The tax efficient drawdown optimization is impressive. The fact that advisers can simply use dropdown boxes and slider bars to illustrate different withdrawal strategies as well as Roth conversion to fill up a tax bracket has great appeal. The optimization is integrated with Social Security, annuities and retirement income planning.

The application recently added capabilities to model fixed index annuities and variable annuities, including detailed features such as lifetime withdrawal benefit. Advisers can easily illustrate the impact of adding a new annuity to the portfolio.

Cybersecurity is on the minds of all advisers these days, so it is good to see that RightCapital has added factor authentication and encryption of data behind the firewall. It uses quantum randomness to seed encryption, a more secure practice than using pseudorandom number generators.

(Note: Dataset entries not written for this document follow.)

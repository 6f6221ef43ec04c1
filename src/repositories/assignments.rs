use sqlx::FromRow;
use time::{Date, PrimitiveDateTime};

use crate::db::models::Assignment;

const COLUMNS: &str = "id, course_id, title, description, due_date, created_at, updated_at";

pub(crate) struct CreateAssignment<'a> {
    pub(crate) id: &'a str,
    pub(crate) course_id: &'a str,
    pub(crate) title: &'a str,
    pub(crate) description: &'a str,
    pub(crate) due_date: Date,
    pub(crate) created_at: PrimitiveDateTime,
    pub(crate) updated_at: PrimitiveDateTime,
}

pub(crate) struct UpdateAssignment<'a> {
    pub(crate) title: &'a str,
    pub(crate) description: &'a str,
    pub(crate) due_date: Date,
    pub(crate) updated_at: PrimitiveDateTime,
}

#[derive(Debug, Clone, FromRow)]
pub(crate) struct AssignmentWithCourseRow {
    pub(crate) id: String,
    pub(crate) course_id: String,
    pub(crate) course_name: String,
    pub(crate) title: String,
    pub(crate) description: String,
    pub(crate) due_date: Date,
}

pub(crate) async fn create(
    executor: impl sqlx::PgExecutor<'_>,
    params: CreateAssignment<'_>,
) -> Result<Assignment, sqlx::Error> {
    sqlx::query_as::<_, Assignment>(&format!(
        "INSERT INTO assignments (id, course_id, title, description, due_date, created_at, updated_at)
         VALUES ($1,$2,$3,$4,$5,$6,$7)
         RETURNING {COLUMNS}",
    ))
    .bind(params.id)
    .bind(params.course_id)
    .bind(params.title)
    .bind(params.description)
    .bind(params.due_date)
    .bind(params.created_at)
    .bind(params.updated_at)
    .fetch_one(executor)
    .await
}

pub(crate) async fn update(
    executor: impl sqlx::PgExecutor<'_>,
    id: &str,
    params: UpdateAssignment<'_>,
) -> Result<Option<Assignment>, sqlx::Error> {
    sqlx::query_as::<_, Assignment>(&format!(
        "UPDATE assignments SET title = $1, description = $2, due_date = $3, updated_at = $4
         WHERE id = $5
         RETURNING {COLUMNS}",
    ))
    .bind(params.title)
    .bind(params.description)
    .bind(params.due_date)
    .bind(params.updated_at)
    .bind(id)
    .fetch_optional(executor)
    .await
}

pub(crate) async fn find_by_id(
    executor: impl sqlx::PgExecutor<'_>,
    id: &str,
) -> Result<Option<Assignment>, sqlx::Error> {
    sqlx::query_as::<_, Assignment>(&format!("SELECT {COLUMNS} FROM assignments WHERE id = $1"))
        .bind(id)
        .fetch_optional(executor)
        .await
}

pub(crate) async fn list_for_course(
    executor: impl sqlx::PgExecutor<'_>,
    course_id: &str,
) -> Result<Vec<Assignment>, sqlx::Error> {
    sqlx::query_as::<_, Assignment>(&format!(
        "SELECT {COLUMNS} FROM assignments WHERE course_id = $1 ORDER BY due_date, created_at, id"
    ))
    .bind(course_id)
    .fetch_all(executor)
    .await
}

pub(crate) async fn count_for_teacher(
    executor: impl sqlx::PgExecutor<'_>,
    teacher_id: &str,
) -> Result<i64, sqlx::Error> {
    sqlx::query_scalar::<_, i64>(
        "SELECT COUNT(*) FROM assignments a
         JOIN courses c ON c.id = a.course_id
         WHERE c.teacher_id = $1",
    )
    .bind(teacher_id)
    .fetch_one(executor)
    .await
}

pub(crate) async fn list_upcoming_unsubmitted(
    executor: impl sqlx::PgExecutor<'_>,
    student_id: &str,
    today: Date,
    limit: i64,
) -> Result<Vec<AssignmentWithCourseRow>, sqlx::Error> {
    sqlx::query_as::<_, AssignmentWithCourseRow>(
        "SELECT a.id, a.course_id, c.name AS course_name, a.title, a.description,
                a.due_date
         FROM assignments a
         JOIN courses c ON c.id = a.course_id
         JOIN enrollments e ON e.course_id = c.id
         WHERE e.student_id = $1
           AND e.status <> 'dropped'
           AND a.due_date >= $2
           AND NOT EXISTS (
               SELECT 1 FROM submissions s WHERE s.assignment_id = a.id AND s.student_id = $1
           )
         ORDER BY a.due_date, a.created_at, a.id
         LIMIT $3",
    )
    .bind(student_id)
    .bind(today)
    .bind(limit)
    .fetch_all(executor)
    .await
}

pub(crate) async fn delete(executor: impl sqlx::PgExecutor<'_>, id: &str) -> Result<u64, sqlx::Error> {
    let result =
        sqlx::query("DELETE FROM assignments WHERE id = $1").bind(id).execute(executor).await?;
    Ok(result.rows_affected())
}

pub(crate) async fn delete_for_course(
    executor: impl sqlx::PgExecutor<'_>,
    course_id: &str,
) -> Result<u64, sqlx::Error> {
    let result = sqlx::query("DELETE FROM assignments WHERE course_id = $1")
        .bind(course_id)
        .execute(executor)
        .await?;
    Ok(result.rows_affected())
}
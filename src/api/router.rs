use axum::{
    http::header::{HeaderValue, ACCEPT, AUTHORIZATION, CONTENT_TYPE, ORIGIN},
    http::{HeaderName, Method, Request, Response},
    routing::get,
    Router,
};
use std::time::Duration;
use tower_http::{
    cors::{AllowOrigin, Any, CorsLayer},
    normalize_path::NormalizePathLayer,
    request_id::{MakeRequestUuid, PropagateRequestIdLayer, SetRequestIdLayer},
    trace::TraceLayer,
};
use tracing::Span;

use crate::api::{admin, auth, courses, enrollments, handlers, students, teacher};
use crate::core::{config::Settings, state::AppState};

pub(crate) fn router(state: AppState) -> Router {
    let cors = build_cors_layer(state.settings());
    let api_prefix = state.settings().api().api_prefix.clone();
    let api = Router::new()
        .nest("/auth", auth::router())
        .nest("/admin", admin::router())
        .nest("/courses", courses::router())
        .nest("/enrollments", enrollments::router())
        .nest("/teacher", teacher::router())
        .nest("/students", students::router(state.storage().max_bytes()));

    let request_id_header = HeaderName::from_static("x-request-id");
    let request_id_header_for_span = request_id_header.clone();
    let trace_layer = TraceLayer::new_for_http()
        .make_span_with(move |request: &Request<_>| {
            let request_id = request
                .headers()
                .get(&request_id_header_for_span)
                .and_then(|value| value.to_str().ok())
                .unwrap_or("-");
            tracing::info_span!(
                "request",
                method = %request.method(),
                uri = %request.uri(),
                request_id = %request_id
            )
        })
        .on_response(|response: &Response<axum::body::Body>, latency: Duration, _span: &Span| {
            let status_label = response.status().as_u16().to_string();
            metrics::counter!(
                "http_requests_total",
                "status" => status_label.clone()
            )
            .increment(1);
            metrics::histogram!(
                "http_request_duration_seconds",
                "status" => status_label
            )
            .record(latency.as_secs_f64());
        });

    let mut router: Router<AppState> = Router::new()
        .route("/", get(handlers::root))
        .route("/healthz", get(handlers::healthz).head(handlers::healthz))
        .nest(&api_prefix, api)
        .layer(NormalizePathLayer::trim_trailing_slash())
        .layer(PropagateRequestIdLayer::new(request_id_header.clone()))
        .layer(SetRequestIdLayer::new(request_id_header, MakeRequestUuid))
        .layer(trace_layer)
        .layer(cors);

    if state.settings().telemetry().prometheus_enabled {
        router = router.route("/metrics", get(handlers::metrics));
    }

    router.with_state(state)
}

fn build_cors_layer(settings: &Settings) -> CorsLayer {
    let origins = settings
        .cors()
        .origins
        .iter()
        .filter_map(|origin| HeaderValue::from_str(origin).ok())
        .collect::<Vec<_>>();

    let base = CorsLayer::new()
        .allow_methods([
            Method::GET,
            Method::POST,
            Method::PUT,
            Method::PATCH,
            Method::DELETE,
            Method::OPTIONS,
        ])
        .allow_headers([
            AUTHORIZATION,
            CONTENT_TYPE,
            ACCEPT,
            ORIGIN,
            HeaderName::from_static("x-request-id"),
        ])
        .expose_headers([HeaderName::from_static("x-request-id")])
        .max_age(Duration::from_secs(3600));

    if origins.is_empty() {
        // Wildcard origin cannot be combined with allow_credentials
        base.allow_origin(Any)
    } else {
        base.allow_credentials(true).allow_origin(AllowOrigin::list(origins))
    }
}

The product also offers a really good looking client portal that allows advisers to customize the end user experience add to the application’s appeal.

RightCapital currently integrates with TD Ameritrade, Schwab, Black Diamond, Riskalyze, Wealthbox and Blueleaf. It definitely needs to integrate with more mainstream CRM providers and more portfolio management applications.

The price is $74.95 per adviser per month without Yodlee integration or $99.95 per month with. I would recommend the latter. Volume and affiliate discounts are available, as is a free 14-day trial.

With this product, RightCapital is carving out a niche for itself. While it does not generate as much publicity as some competitors, perhaps it should.